Wednesday, July 04, 2007

Review: Transformers

UPDATE: Check out Euangelion's short blog post on the film here. He notes a major theme of the film that--of course I see and remember it "now that you mention it"--I missed altogether in review.

This will be a little different: part review, part response to a review. Christianity Today's Brandon Fibbs gave Transformers 1 and a half stars. I don't work with stars. If I did, it would get at least twice that many. Fibbs's main complaints have to do with "the film's singular inability to even begin to take itself seriously." He also complains a great deal of the disjunct between the strength of the source material(the 80s cartoon), as far as plot and characters, and what we see here. I think these are valid points, and need to be addressed in any real examination of the film. I also think that Mr. Fibbs is missing the point a little bit.

One of the first lines that you'll see in the film's closing credits is "Based on the action figures by Hasbro Toys".
This line speaks volumes, concerning the history of this material and the intent behind it all. The Transformers cartoon of the 1980s was, like many of its contemporaries(He-Man and G.I.JOE, most noteably), little more than a thirty-minute toy commercial. That is why the other two included the features at every episode's end exhorting the kids to 'respect their parents' or 'look both way before crossing the street', or whatever it was for that episode. These lessons were meant to be the redeeming quality for TV shows that, otherwise, did little more than make your child want to go to Toys'R'Us. As noble as the plots of these wonderful cartoons may seem to fans, they were only excuses to produce a show so that toys could be sold, and we can't turn a blind eye to this fact. When CT's review complains of both a lack of devotion to the source material and Michael Bay's 'laughing all the way to the bank', there is betrayed a degree of ignorance(or just innocence as a child watching these shows); these two things go hand in hand.
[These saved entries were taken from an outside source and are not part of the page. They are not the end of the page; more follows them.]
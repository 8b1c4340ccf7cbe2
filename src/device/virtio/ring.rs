//! Typed view over the vring stored in guest memory.
//!
//! `VirtRing` holds only the base address. Every field access computes an
//! address from the base and goes through [`Memory`], with descriptor
//! indices checked against [`VRING_SIZE`]. Drivers that must go through
//! the instrumented bus use the `*_addr` helpers to find the same words.

use crate::device::memory::Memory;
use crate::device::memory_map::DEVICE_VIRTIO;

use super::{VirtioError, VRING_DESC_CAPACITY, VRING_SIZE};

/// Words per descriptor: `addr`, `len`, `flags`, `next`.
pub const DESC_WORDS: u16 = 4;

/// Offset of `desc[0]` from the ring base (after `num`).
pub const DESC_OFFSET: u16 = 1;

/// Offset of the available slot.
pub const AVAIL_OFFSET: u16 = DESC_OFFSET + DESC_WORDS * VRING_SIZE;

/// Offset of the used slot.
pub const USED_OFFSET: u16 = AVAIL_OFFSET + 2;

/// Size of the ring header; the data area starts here.
pub const RING_HEADER_WORDS: u16 = USED_OFFSET + 2;

/// Field of a descriptor, in layout order.
#[derive(Debug, Clone, Copy, PartialEq, Eq)]
pub enum DescField {
    Addr = 0,
    Len = 1,
    Flags = 2,
    Next = 3,
}

/// Snapshot of one descriptor.
#[derive(Debug, Clone, Copy, PartialEq, Eq)]
pub struct Descriptor {
    /// Address of the descriptor's buffer.
    pub addr: u16,
    /// Buffer capacity in words.
    pub len: u16,
    /// Nonzero when the descriptor is allocated.
    pub flags: u16,
    /// Next descriptor in the free chain (0 terminates).
    pub next: u16,
}

impl Descriptor {
    #[inline]
    pub fn is_allocated(&self) -> bool {
        self.flags != 0
    }
}

/// Snapshot of the available or used slot.
#[derive(Debug, Clone, Copy, Default, PartialEq, Eq)]
pub struct RingSlot {
    pub flags: u16,
    pub idx: u16,
}

/// Accessor for the ring at a fixed base address.
#[derive(Debug, Clone, Copy, PartialEq, Eq)]
pub struct VirtRing {
    base: u16,
}

impl Default for VirtRing {
    fn default() -> Self {
        Self::new(DEVICE_VIRTIO)
    }
}

impl VirtRing {
    pub const fn new(base: u16) -> Self {
        Self { base }
    }

    pub fn base(&self) -> u16 {
        self.base
    }

    /// Lay out a fresh ring: all descriptors free, chained `i -> i + 1`,
    /// the last one terminating at 0, each owning a fixed buffer.
    pub fn init(&self, mem: &mut Memory) {
        mem.set(self.base, VRING_SIZE);

        for i in 0..VRING_SIZE {
            let next = if i + 1 == VRING_SIZE { 0 } else { i + 1 };
            self.store_descriptor(
                mem,
                i,
                Descriptor {
                    addr: self.buffer_addr(i),
                    len: VRING_DESC_CAPACITY,
                    flags: 0,
                    next,
                },
            );
        }

        self.set_avail(mem, RingSlot::default());
        self.set_used(mem, RingSlot::default());

        log::debug!(
            "vring at 0x{:04X}: {} descriptors, data 0x{:04X}..0x{:04X}",
            self.base,
            VRING_SIZE,
            self.data_start(),
            self.data_end()
        );
    }

    /// The `num` word.
    pub fn num(&self, mem: &Memory) -> u16 {
        mem.get(self.base)
    }

    /// First word of the data area.
    pub fn data_start(&self) -> u16 {
        self.base.wrapping_add(RING_HEADER_WORDS)
    }

    /// One past the last word of the data area.
    pub fn data_end(&self) -> u16 {
        self.data_start()
            .wrapping_add(VRING_DESC_CAPACITY * VRING_SIZE)
    }

    /// Fixed buffer address assigned to descriptor `index` at init.
    pub fn buffer_addr(&self, index: u16) -> u16 {
        self.data_start()
            .wrapping_add(index.wrapping_mul(VRING_DESC_CAPACITY))
    }

    /// Address of one field of descriptor `index`.
    pub fn desc_field_addr(&self, index: u16, field: DescField) -> Result<u16, VirtioError> {
        check_index(index)?;
        Ok(self
            .base
            .wrapping_add(DESC_OFFSET + index * DESC_WORDS + field as u16))
    }

    pub fn avail_flags_addr(&self) -> u16 {
        self.base.wrapping_add(AVAIL_OFFSET)
    }

    pub fn avail_idx_addr(&self) -> u16 {
        self.base.wrapping_add(AVAIL_OFFSET + 1)
    }

    pub fn used_flags_addr(&self) -> u16 {
        self.base.wrapping_add(USED_OFFSET)
    }

    pub fn used_idx_addr(&self) -> u16 {
        self.base.wrapping_add(USED_OFFSET + 1)
    }

    /// Read descriptor `index`.
    pub fn descriptor(&self, mem: &Memory, index: u16) -> Result<Descriptor, VirtioError> {
        Ok(Descriptor {
            addr: mem.get(self.desc_field_addr(index, DescField::Addr)?),
            len: mem.get(self.desc_field_addr(index, DescField::Len)?),
            flags: mem.get(self.desc_field_addr(index, DescField::Flags)?),
            next: mem.get(self.desc_field_addr(index, DescField::Next)?),
        })
    }

    /// Set the allocation flags of descriptor `index`.
    pub fn set_desc_flags(&self, mem: &mut Memory, index: u16, flags: u16) -> Result<(), VirtioError> {
        mem.set(self.desc_field_addr(index, DescField::Flags)?, flags);
        Ok(())
    }

    /// Whether descriptor `index` is allocated.
    pub fn is_allocated(&self, mem: &Memory, index: u16) -> Result<bool, VirtioError> {
        Ok(mem.get(self.desc_field_addr(index, DescField::Flags)?) != 0)
    }

    /// Lowest-indexed free descriptor, found by linear scan.
    ///
    /// The `next` chain is laid out but not walked; the flags word is the
    /// only allocation state.
    pub fn find_empty(&self, mem: &Memory) -> Option<u16> {
        (0..VRING_SIZE).find(|&i| matches!(self.is_allocated(mem, i), Ok(false)))
    }

    /// Number of allocated descriptors.
    pub fn allocated(&self, mem: &Memory) -> usize {
        (0..VRING_SIZE)
            .filter(|&i| matches!(self.is_allocated(mem, i), Ok(true)))
            .count()
    }

    pub fn avail(&self, mem: &Memory) -> RingSlot {
        RingSlot {
            flags: mem.get(self.avail_flags_addr()),
            idx: mem.get(self.avail_idx_addr()),
        }
    }

    pub fn set_avail(&self, mem: &mut Memory, slot: RingSlot) {
        mem.set(self.avail_flags_addr(), slot.flags);
        mem.set(self.avail_idx_addr(), slot.idx);
    }

    pub fn used(&self, mem: &Memory) -> RingSlot {
        RingSlot {
            flags: mem.get(self.used_flags_addr()),
            idx: mem.get(self.used_idx_addr()),
        }
    }

    pub fn set_used(&self, mem: &mut Memory, slot: RingSlot) {
        mem.set(self.used_flags_addr(), slot.flags);
        mem.set(self.used_idx_addr(), slot.idx);
    }

    fn store_descriptor(&self, mem: &mut Memory, index: u16, desc: Descriptor) {
        let at = self.base.wrapping_add(DESC_OFFSET + index * DESC_WORDS);
        mem.write_slice(at, &[desc.addr, desc.len, desc.flags, desc.next]);
    }
}

fn check_index(index: u16) -> Result<(), VirtioError> {
    if index < VRING_SIZE {
        Ok(())
    } else {
        Err(VirtioError::DescriptorOutOfRange { index })
    }
}

#[cfg(test)]
mod tests {
    use super::*;

    fn fresh() -> (Memory, VirtRing) {
        let mut mem = Memory::new();
        let ring = VirtRing::default();
        ring.init(&mut mem);
        (mem, ring)
    }

    #[test]
    fn test_layout_offsets() {
        assert_eq!(AVAIL_OFFSET, 41);
        assert_eq!(USED_OFFSET, 43);
        assert_eq!(RING_HEADER_WORDS, 45);

        let ring = VirtRing::default();
        assert_eq!(ring.avail_flags_addr(), 0x7FFF + 41);
        assert_eq!(ring.used_idx_addr(), 0x7FFF + 44);
        assert_eq!(ring.data_start(), 0x7FFF + 45);
        assert_eq!(ring.data_end(), 0x7FFF + 45 + 320);
    }

    #[test]
    fn test_init_descriptors() {
        let (mem, ring) = fresh();
        assert_eq!(ring.num(&mem), VRING_SIZE);

        for i in 0..VRING_SIZE {
            let desc = ring.descriptor(&mem, i).unwrap();
            assert_eq!(desc.addr, ring.data_start() + i * VRING_DESC_CAPACITY);
            assert_eq!(desc.len, VRING_DESC_CAPACITY);
            assert!(!desc.is_allocated());
        }

        // Free chain: 0 -> 1 -> ... -> 9 -> 0
        assert_eq!(ring.descriptor(&mem, 0).unwrap().next, 1);
        assert_eq!(ring.descriptor(&mem, 8).unwrap().next, 9);
        assert_eq!(ring.descriptor(&mem, 9).unwrap().next, 0);

        assert_eq!(ring.avail(&mem), RingSlot::default());
        assert_eq!(ring.used(&mem), RingSlot::default());
    }

    #[test]
    fn test_find_empty_lowest_index() {
        let (mut mem, ring) = fresh();
        assert_eq!(ring.find_empty(&mem), Some(0));

        ring.set_desc_flags(&mut mem, 0, 1).unwrap();
        ring.set_desc_flags(&mut mem, 2, 1).unwrap();
        assert_eq!(ring.find_empty(&mem), Some(1));

        ring.set_desc_flags(&mut mem, 1, 1).unwrap();
        assert_eq!(ring.find_empty(&mem), Some(3));

        // Freeing a lower slot makes it the next pick again.
        ring.set_desc_flags(&mut mem, 0, 0).unwrap();
        assert_eq!(ring.find_empty(&mem), Some(0));
    }

    #[test]
    fn test_find_empty_full_ring() {
        let (mut mem, ring) = fresh();
        for i in 0..VRING_SIZE {
            ring.set_desc_flags(&mut mem, i, 1).unwrap();
        }
        assert_eq!(ring.find_empty(&mem), None);
        assert_eq!(ring.allocated(&mem), VRING_SIZE as usize);
    }

    #[test]
    fn test_out_of_range_index() {
        let (mut mem, ring) = fresh();
        assert_eq!(
            ring.descriptor(&mem, VRING_SIZE),
            Err(VirtioError::DescriptorOutOfRange { index: VRING_SIZE })
        );
        assert!(ring.set_desc_flags(&mut mem, 0xFFFF, 1).is_err());
        // The failed store touched nothing.
        assert_eq!(ring.allocated(&mem), 0);
    }
}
Even Optimus Prime's "valiant sacrifice" of his own life in Transformers: The Movie(1986) was simply part of the systematic off-ing of all of the older characters to make way for new characters to correspond with the next year's wave of action figures. Hot Rod toys won't sell near as well with out Rodimus Prime, and there's no Rodimus Prime as long as Optimus is around.

No, I think that Transformers captures the spirit of the show very well, i.e., the spirit of giant robots who can turn into cars. Of course, they also strive to out-perform the cartoon in some respects, as the other review mentions, "Bay and his team go to great lengths (and time) to make Transformers a human story first"; I for one greatly appreciate this. The film is pretty long(nearly 2 and a half hours), but with out the length, either the characterization of the humans would be dropped, or the actions sequences, and both options are unacceptable.
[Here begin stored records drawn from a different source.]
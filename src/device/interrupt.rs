//! Interrupt dispatch for the interrupt vector window.
//!
//! Interrupts here are not asynchronous. A store into `0x0100..=0x01FF`
//! calls [`InterruptDispatcher::dispatch`] from inside the bus write, so
//! the device handler (and any replay) finishes before the storing
//! instruction retires.
//!
//! ```text
//! CPU store ──► Bus::write ──► Memory::set
//!                    │
//!                    └─(addr in window)─► dispatch(entry)
//!                                            │
//!                                            ├─► handler.handle(flags)
//!                                            └─► replay (raw set of 0x0002)
//! ```

use super::memory::Memory;

/// Completion code the dispatcher stores after a serviced kick.
pub const REPLAY: u16 = 0x0002;

/// What a handler did with an event.
#[derive(Debug, Clone, Copy, PartialEq, Eq)]
pub enum HandlerOutcome {
    /// The doorbell was rung and the device processed the ring.
    /// The dispatcher signals completion by replaying into the entry word.
    Serviced,
    /// The event carried no doorbell; nothing to signal.
    Ignored,
}

/// Result of a single dispatch, for callers that want to observe it.
#[derive(Debug, Clone, Copy, PartialEq, Eq)]
pub enum DispatchOutcome {
    /// No handler is registered at this entry.
    Unclaimed,
    /// A handler ran and reported this outcome.
    Handled(HandlerOutcome),
}

/// A device reachable through an interrupt vector entry.
pub trait InterruptHandler {
    /// Entry address in the interrupt vector window this handler owns.
    fn vector(&self) -> u16;

    /// Short name for logs.
    fn name(&self) -> &'static str;

    /// Handle an event. `flags` is the word just stored at the entry.
    fn handle(&mut self, mem: &mut Memory, flags: u16) -> HandlerOutcome;
}

/// Routes interrupt-window writes to registered handlers.
#[derive(Default)]
pub struct InterruptDispatcher {
    handlers: Vec<Box<dyn InterruptHandler>>,
    dispatched: u64,
}

impl InterruptDispatcher {
    pub fn new() -> Self {
        Self::default()
    }

    /// Register a handler. A later registration for the same vector
    /// replaces the earlier one.
    pub fn register(&mut self, handler: Box<dyn InterruptHandler>) {
        let vector = handler.vector();
        self.handlers.retain(|h| h.vector() != vector);
        log::debug!("Registered {} at interrupt entry 0x{:04X}", handler.name(), vector);
        self.handlers.push(handler);
    }

    /// Whether any handler owns `entry`.
    pub fn is_claimed(&self, entry: u16) -> bool {
        self.handlers.iter().any(|h| h.vector() == entry)
    }

    /// Number of events routed to a handler so far.
    pub fn dispatched(&self) -> u64 {
        self.dispatched
    }

    /// Deliver the event stored at `entry`.
    pub fn dispatch(&mut self, mem: &mut Memory, entry: u16) -> DispatchOutcome {
        log::debug!("Interrupt entry 0x{:04X}", entry);

        let Some(handler) = self.handlers.iter_mut().find(|h| h.vector() == entry) else {
            return DispatchOutcome::Unclaimed;
        };

        self.dispatched += 1;
        let flags = mem.get(entry);
        let outcome = handler.handle(mem, flags);

        if outcome == HandlerOutcome::Serviced {
            // Raw set: the replay must not dispatch again.
            mem.set(entry, REPLAY);
            log::trace!("Replay 0x{:04X} -> 0x{:04X}", entry, REPLAY);
        }

        DispatchOutcome::Handled(outcome)
    }
}

impl std::fmt::Debug for InterruptDispatcher {
    fn fmt(&self, f: &mut std::fmt::Formatter<'_>) -> std::fmt::Result {
        let vectors: Vec<_> = self.handlers.iter().map(|h| (h.name(), h.vector())).collect();
        f.debug_struct("InterruptDispatcher")
            .field("handlers", &vectors)
            .field("dispatched", &self.dispatched)
            .finish()
    }
}
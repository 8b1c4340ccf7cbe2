//! Address map of the LC-3 word space.
//!
//! The windows below are reserved by convention only; nothing stops a
//! program from storing into them. The monitor attaches side effects to
//! two of them:
//!
//! ```text
//! 0x0000 - 0x00FF   Trap vector table
//! 0x0100 - 0x01FF   Interrupt vector table   (writes dispatch an interrupt)
//! 0x0200 - 0x2FFF   OS and supervisor stack
//! 0x3000 - 0x7FFE   User program area
//! 0x7FFF - ...      Virtio block device ring
//! 0xFE00 - 0xFFFF   Device registers         (KBSR reads poll the keyboard)
//! ```

use std::ops::RangeInclusive;

/// Number of addressable 16-bit words.
pub const MEMORY_MAX: usize = 1 << 16;

/// Trap vector table.
pub const TRAP_VECTOR_TABLE: RangeInclusive<u16> = 0x0000..=0x00FF;

/// Interrupt vector table. Any write here is routed to the dispatcher.
pub const INTERRUPT_WINDOW: RangeInclusive<u16> = 0x0100..=0x01FF;

/// Interrupt/doorbell register of the virtio block device.
pub const INTERRUPT_VIRTIO: u16 = 0x0100;

/// Base of the virtio ring.
pub const DEVICE_VIRTIO: u16 = 0x7FFF;

/// Keyboard status register. Bit 15 set means a character is ready.
pub const KBSR: u16 = 0xFE00;

/// Keyboard data register.
pub const KBDR: u16 = 0xFE02;

/// Default program entry point.
pub const PC_START: u16 = 0x3000;

/// Whether a write to `addr` must be forwarded to the interrupt dispatcher.
#[inline]
pub fn is_interrupt_vector(addr: u16) -> bool {
    INTERRUPT_WINDOW.contains(&addr)
}

#[cfg(test)]
mod tests {
    use super::*;

    #[test]
    fn test_interrupt_window_bounds() {
        assert!(!is_interrupt_vector(0x00FF));
        assert!(is_interrupt_vector(0x0100));
        assert!(is_interrupt_vector(0x01FF));
        assert!(!is_interrupt_vector(0x0200));
        assert!(!is_interrupt_vector(KBSR));
    }

    #[test]
    fn test_windows_do_not_overlap() {
        assert!(!TRAP_VECTOR_TABLE.contains(INTERRUPT_WINDOW.start()));
        assert!(DEVICE_VIRTIO < KBSR);
        assert!(PC_START < DEVICE_VIRTIO);
    }
}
Now the film is certainly not perfect. There are some little plot holes here and there, probably due to scenes dropped because of the aforementioned run-time. There are also some lines that go beyond 'having fun' into the realm of 'Jar Jar Binks-like', which certainly irks one such as myself. For the most part though, the movie is kept within the bounds of fun, light-hearted, yet gripping.
There are a few other little things that I could complain about, like the visual portrayal of some of the characters(Bumblebee in particular... I mean really. His name is Bumblebee, not Camero!), but these are only the rants of a nostalgic 20-something.

So what really makes this film worth seeing? Several things.
For fans, it's Peter Cullen's voicing Optimus Prime. His is the only voice for the part. It's also the fact that Jazz looks like Jazz. The lines taken for the cartoon and the movie. The sick feeling in your stomach when the dreaded thought occurs to you(because it has to for any Transformers fan) that these film producers really are morons and they're actually going to kill Optimus again. Whether they do so or not, I won't spoil here.
For everyone else? The action sequences are some of the coolest things you'll ever see. Shia LaBeouf actually does just fine(giving me higher hopes for next year's Indiana Jones 4, in which he co-stars). The premise of giant robots that turn into cars and fight other giant robots. This is simply a cool movie, all around.

Is it provocative? Does it bring up any serious issues to ponder? Nope. Would you like the plot summed up for you? Let me sing it: Autobots wage their battle to destroy the evil forces of the Decepticons. That's what we're to expect, and that's what the film delivers. We get that in a package that includes humans who are a lot less annoying than Spike or Daniel. We get it in a form that is sufficiently updated to fit in the 21st century, yet not too far from its 80s roots. We get it with some of the most awesome effects you'll ever see.
My conclusion: when you need to relax for two and a half hours, to take your mind of things, have a little fun--and it's not football season yet--go to the theater and enjoy. That's what Transformers delivers, and it's worth every cent of the over-priced movie tickets.